Working on the bone marrow transplant unit for the past 13 years, Higgins has witnessed many times when patients and families can’t be together, and how difficult this is for both parties.

“Even though the idea came as a result of COVID-19, it’s a problem anyway,” she says. “COVID-19 has exacerbated patient isolation through very strict visitor policies, or at certain times, a no-visitor policy. It is very important that we keep patients and families connected as much as possible.”

In a way, she says, that may be the silver lining of the pandemic: industries learning how they can be more efficient and better serve others.

“COVID-19 certainly has sparked a lot of creative ways to do things,” Higgins says. “It just shows how the process of innovation is so important and how we need to pivot and do what’s best for patients.”

The Healthcare Innovation Online Graduate Certificate program is teaching Higgins, Rynkiewicz, and other UConn students like them how to do just that.
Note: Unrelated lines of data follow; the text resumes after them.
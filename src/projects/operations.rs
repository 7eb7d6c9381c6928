//! The project operations and their `WizClient` entry points.

use crate::client::WizClient;
use crate::clients::graphql::{GraphqlError, GraphqlOperation};
use crate::context::Context;
use crate::error::WizError;
use crate::projects::entity::{
    CreateProjectResponse, GetProjectResponse, ProjectEntity, UpdateProjectResponse,
};
use crate::projects::errors::{classify, ResourceError, ResourceOperation, PROJECT_RESOURCE};
use crate::projects::input::{CreateProjectRequest, GetProjectRequest, UpdateProjectRequest};
use crate::projects::subscriptions::Subscription;

/// `CreateProject` mutation.
#[derive(Clone, Copy, Debug)]
pub struct CreateProject;

impl GraphqlOperation for CreateProject {
    const NAME: &'static str = "CreateProject";
    const DOCUMENT: &'static str = r"
mutation CreateProject($input: CreateProjectInput!) {
  createProject(input: $input) {
    project {
      id
    }
  }
}";
    type Variables = CreateProjectRequest;
    type Response = CreateProjectResponse;
}

/// `UpdateProject` mutation.
#[derive(Clone, Copy, Debug)]
pub struct UpdateProject;

impl GraphqlOperation for UpdateProject {
    const NAME: &'static str = "UpdateProject";
    const DOCUMENT: &'static str = r"
mutation UpdateProject($input: UpdateProjectInput!) {
  updateProject(input: $input) {
    project {
      id
      name
      identifiers
      description
      businessUnit
      projectOwners {
        id
        name
        email
      }
      securityChampions {
        id
        name
        email
      }
      cloudOrganizationLinks {
        cloudOrganization {
          id
        }
        environment
        resourceTags {
          key
          value
        }
        shared
        resourceGroups
      }
      cloudAccountLinks {
        cloudAccount {
          id
        }
        environment
        resourceTags {
          key
          value
        }
        shared
        resourceGroups
      }
      kubernetesClustersLinks {
        kubernetesCluster {
          id
        }
        environment
        namespaces
        shared
      }
      repositoryLinks {
        repository {
          id
        }
      }
      riskProfile {
        businessImpact
        hasAuthentication
        isInternetFacing
        hasExposedAPI
        storesData
        sensitiveDataTypes
        regulatoryStandards
        isCustomerFacing
        isRegulated
      }
    }
  }
}";
    type Variables = UpdateProjectRequest;
    type Response = UpdateProjectResponse;
}

/// `GraphSearch` query, used to read a project.
#[derive(Clone, Copy, Debug)]
pub struct GraphSearch;

impl GraphqlOperation for GraphSearch {
    const NAME: &'static str = "GraphSearch";
    const DOCUMENT: &'static str = r"
query GraphSearch(
  $query: GraphEntityQueryInput
  $controlId: ID
  $projectId: String!
  $first: Int
  $after: String
  $fetchTotalCount: Boolean!
  $quick: Boolean
) {
  graphSearch(
    query: $query
    controlId: $controlId
    projectId: $projectId
    first: $first
    after: $after
    quick: $quick
  ) {
    totalCount @include(if: $fetchTotalCount)
    maxCountReached @include(if: $fetchTotalCount)
    pageInfo {
      endCursor
      hasNextPage
    }
    nodes {
      entities {
        id
        name
        type
        properties
        originalObject
      }
    }
  }
}";
    type Variables = GetProjectRequest;
    type Response = GetProjectResponse;
}

/// A project read back from the graph, with its subscriptions decoded.
#[derive(Clone, Debug, PartialEq)]
pub struct ProjectDetails {
    /// The raw graph entity.
    pub entity: ProjectEntity,
    /// Decoded `subscriptions` property.
    pub subscriptions: Vec<Subscription>,
}

impl WizClient {
    /// Creates a project.
    ///
    /// # Errors
    ///
    /// Returns [`WizError::Resource`] scoped to create. A not-found names
    /// `parentProjectId` as the missing parent. A response that carries no
    /// project id is a create error too.
    pub async fn create_project(
        &self,
        ctx: &Context,
        request: &CreateProjectRequest,
    ) -> Result<CreateProjectResponse, WizError> {
        let parent = request.input.parent_project_id.as_deref();
        let response = self
            .graphql()
            .execute::<CreateProject>(ctx, request)
            .await
            .map_err(|e| classify(ResourceOperation::Create, PROJECT_RESOURCE, parent, e))?;
        let Some(project_id) = response.project_id().filter(|id| !id.is_empty()) else {
            return Err(classify(
                ResourceOperation::Create,
                PROJECT_RESOURCE,
                parent,
                GraphqlError::MissingData,
            )
            .into());
        };
        tracing::info!(project_id, "Created project {}", request.input.name);
        Ok(response)
    }

    /// Replaces the mutable fields of a project.
    ///
    /// # Errors
    ///
    /// Returns [`WizError::Resource`] scoped to update, referencing
    /// `input.id`.
    pub async fn update_project(
        &self,
        ctx: &Context,
        request: &UpdateProjectRequest,
    ) -> Result<UpdateProjectResponse, WizError> {
        let id = request.input.id.as_str();
        let response = self
            .graphql()
            .execute::<UpdateProject>(ctx, request)
            .await
            .map_err(|e| classify(ResourceOperation::Update, PROJECT_RESOURCE, Some(id), e))?;
        tracing::info!(project_id = id, "Updated project");
        Ok(response)
    }

    /// Runs the graph search behind a project read.
    ///
    /// The result may be empty; see [`read_project`](Self::read_project) for
    /// the single-project lookup.
    ///
    /// # Errors
    ///
    /// Returns [`WizError::Resource`] scoped to read, referencing
    /// `projectId`.
    pub async fn get_project(
        &self,
        ctx: &Context,
        request: &GetProjectRequest,
    ) -> Result<GetProjectResponse, WizError> {
        let id = request.project_id.as_str();
        self.graphql()
            .execute::<GraphSearch>(ctx, request)
            .await
            .map_err(|e| classify(ResourceOperation::Read, PROJECT_RESOURCE, Some(id), e).into())
    }

    /// Reads one project and decodes its subscriptions.
    ///
    /// # Errors
    ///
    /// - [`WizError::Resource`] with a not-found kind if the search matched nothing
    /// - [`WizError::Resource`] for a failed search
    /// - [`WizError::Decode`] if the `subscriptions` property is malformed
    pub async fn read_project(
        &self,
        ctx: &Context,
        project_id: &str,
    ) -> Result<ProjectDetails, WizError> {
        let response = self
            .get_project(ctx, &GetProjectRequest::for_project(project_id))
            .await?;

        let Some(entity) = response.into_first_entity() else {
            let err =
                ResourceError::not_found(ResourceOperation::Read, PROJECT_RESOURCE, Some(project_id));
            tracing::warn!(project_id, "{err}");
            return Err(err.into());
        };

        let subscriptions = entity.subscriptions()?;
        tracing::debug!(
            project_id,
            subscriptions = subscriptions.len(),
            "Read project"
        );
        Ok(ProjectDetails {
            entity,
            subscriptions,
        })
    }
}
“This program has created a roadmap of how to take an idea through the process of innovation, in a step-by-step process,” Higgins says. “I’ve also learned the importance of understanding that there are no setbacks, just learning opportunities. You just have to keep moving forward.”

“It’s something we all need to be doing,” Rynkiewicz says. “Regardless of what industry you’re in, there is a need or a reason that you can innovate. Even if you don’t realize you’re doing it, you probably are, and this program gives you the tools.”